L’arrivée des domestiques qui apportaient le dîner nous força de changer de conversation. Notre repas ne fut pas long. Lorsqu’on eut desservi, et que les vins eurent été placés sur la table, un domestique nous informa que M. Rashleigh avait demandé qu’on l’avertît lorsque notre dîner serait terminé.

– Dites-lui, répondit miss Vernon, que s’il veut descendre ici, nous serons charmés de le voir ; mettez un autre verre, une autre chaise, et laissez-nous. Il faudra que vous vous retiriez avec lui lorsqu’il s’en ira, ajouta-t-elle en s’adressant à moi. Malgré toute ma libéralité, je ne puis pas accorder à un jeune homme plus de huit heures de mon temps sur les vingt-quatre ; et je crois que les huit heures sont bien révolues.

– Le vieillard à la faux a couru si rapidement aujourd’hui, lui répondis-je, qu’il m’a été impossible de compter ses pas.

– Chut ! dit miss Vernon, voici Rashleigh ; et elle recula sa chaise, qui touchait presque à la mienne, de manière à laisser un assez grand intervalle entre nous.

Un coup modeste frappé à la porte, une attention délicate d’ouvrir doucement lorsqu’on le pria d’entrer, une démarche en même temps humble et gracieuse annonçaient que l’éducation que Rashleigh avait reçue au collège de Saint-Omer répondait bien à l’idée que je m’étais faite des manières d’un jésuite accompli. Je n’ai pas besoin de dire qu’en ma qualité de bon protestant ces idées n’étaient pas très favorables.

– Pourquoi, dit miss Vernon, cette cérémonie de frapper à la porte, lorsque vous saviez que je n’étais pas seule ?

Ces mots furent prononcés d’un ton d’impatience, comme si elle croyait voir que l’air de réserve et de discrétion de Rashleigh couvrait quelque soupçon impertinent.

– Vous m’avez appris si parfaitement la manière de frapper à cette porte, ma belle cousine, répondit Rashleigh avec le même calme et la même douceur, que l’habitude est devenue une seconde nature.

– Monsieur, reprit miss Vernon, je fais plus de cas de la sincérité que de la courtoisie.

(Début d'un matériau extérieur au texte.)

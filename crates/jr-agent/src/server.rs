//! `/ws/entry` WebSocket endpoint

use std::sync::Arc;

use axum::extract::ws::WebSocketUpgrade;
use axum::extract::State;
use axum::http::HeaderMap;
use axum::response::Response;
use axum::routing::get;
use axum::Router;
use tokio::net::TcpListener;
use tokio_util::sync::CancellationToken;

use jr_core::config::TlsSettings;
use jr_core::transport;
use jr_core::types::CLIENT_ID_HEADER;
use jr_core::{ClientId, Lifecycle, Tracked};

use crate::collector::{LogCollector, SessionKind};
use crate::session::{SessionTuning, StreamingSession};

/// Path of the streaming endpoint
pub const ENTRY_PATH: &str = "/ws/entry";

/// Shared state of the agent's HTTP server
pub struct AgentState {
    pub collector: Arc<LogCollector>,
    pub tuning: SessionTuning,
    pub tls: TlsSettings,
    pub lifecycle: Lifecycle,
}

/// Build the agent router
pub fn router(state: Arc<AgentState>) -> Router {
    Router::new()
        .route(ENTRY_PATH, get(entry_handler))
        .with_state(state)
}

/// Serve until `shutdown` is cancelled, over TLS when configured
pub async fn serve(
    listener: TcpListener,
    state: Arc<AgentState>,
    shutdown: CancellationToken,
) -> std::io::Result<()> {
    let tls = state.tls.clone();
    jr_core::serve::serve(listener, router(state), &tls, shutdown).await
}

async fn entry_handler(
    ws: WebSocketUpgrade,
    headers: HeaderMap,
    State(state): State<Arc<AgentState>>,
) -> Response {
    let id = ClientId::from_header(headers.get(CLIENT_ID_HEADER).and_then(|v| v.to_str().ok()));
    let peer = headers
        .get("x-forwarded-for")
        .and_then(|v| v.to_str().ok())
        .unwrap_or("direct")
        .to_string();

    ws.on_failed_upgrade(|e| tracing::error!("WebSocket upgrade failed: {}", e))
        .on_upgrade(move |socket| async move {
            tracing::info!("connected to ws client {} ({})", id, peer);

            let (sink, stream) = transport::from_axum(socket);
            let session = StreamingSession::new(
                id.clone(),
                sink,
                stream,
                state.tuning.clone(),
                state.lifecycle.clone(),
            );

            if let Some(previous) =
                state
                    .collector
                    .add(SessionKind::Journald, id.clone(), Arc::clone(&session))
            {
                tracing::warn!("client {} reconnected, closing its previous session", id);
                state.lifecycle.spawn(async move { previous.shutdown().await });
            }

            session.run().await;
        })
}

– Courtoisie, répondit Rashleigh, en style d’Amadis, est un chevalier brave, aimable, courtisan par son nom et sa profession, et très propre à être le confident d’une dame.

– Mais Sincérité est le vrai chevalier, répliqua miss Vernon, et à ce titre il est bienvenu, mon cousin. Finissons ce débat, qui n’est pas fort amusant pour votre cousin Francis ; asseyez-vous, et remplissez votre verre pour lui donner l’exemple. J’ai fait les honneurs du dîner pour soutenir la réputation d’hospitalité d’Osbaldistone-Hall.

Rashleigh s’assit et remplit son verre, portant ses regards de Diana sur moi, et de moi sur elle, avec un embarras que tous ses efforts ne pouvaient entièrement déguiser. Je crus qu’il cherchait à deviner jusqu’où était allée la confiance qu’elle avait pu m’accorder, et je me hâtai de faire prendre à la conversation un tour qui le rassura, en lui faisant voir que Diana n’avait point trahi ses secrets.

– M. Rashleigh, lui dis-je, miss Vernon m’a commandé de vous adresser mes remerciements pour l’heureuse conclusion de la ridicule affaire que ce Morris m’avait suscitée ; et me faisant l’injustice de craindre que ma reconnaissance ne fût pas assez vive pour me rappeler ce devoir, elle a intéressé en même temps ma curiosité en me renvoyant à vous pour avoir l’explication du mystère auquel je parais devoir ma délivrance.

– En vérité, répondit Rashleigh (en jetant un coup d’œil perçant sur Diana), j’aurais cru que miss Vernon me servirait d’interprète ; et son regard, se fixant alors sur moi, semblait chercher à reconnaître dans l’expression de ma figure si les communications qui m’avaient été faites étaient aussi limitées que je le prétendais. Miss Vernon répondit à sa question muette par un regard décidé de mépris, tandis que, incertain si je devais repousser ses soupçons ou m’en offenser, je répondais : – Si c’est votre plaisir, M. Rashleigh, de me laisser dans l’ignorance, je dois me soumettre ; mais ne me refusez pas vos éclaircissements sous prétexte que j’en ai déjà obtenu, car je vous jure que je ne sais rien de relatif aux événements dont j’ai été témoin ce matin ; et tout ce que j’ai pu savoir de miss Vernon, c’est que vous vous êtes employé vivement en ma faveur.

– Miss Vernon a trop fait valoir mes humbles efforts, reprit Rashleigh, quoique je n’aie rien négligé pour vous être utile. Je revenais précipitamment au château pour engager quelqu’un de notre famille à se constituer avec moi votre caution, ce qui me semblait le moyen le plus efficace de vous servir, lorsque je rencontrai Cawmil... Colville... Campbell, peu importe son nom, enfin. J’avais appris de Morris que cet homme était présent lorsque le vol eut lieu ; j’eus le bonheur de le décider, avec quelque peine, je l’avoue, à venir faire sa déposition pour vous disculper et vous tirer sur-le-champ de la situation embarrassante où vous vous trouviez.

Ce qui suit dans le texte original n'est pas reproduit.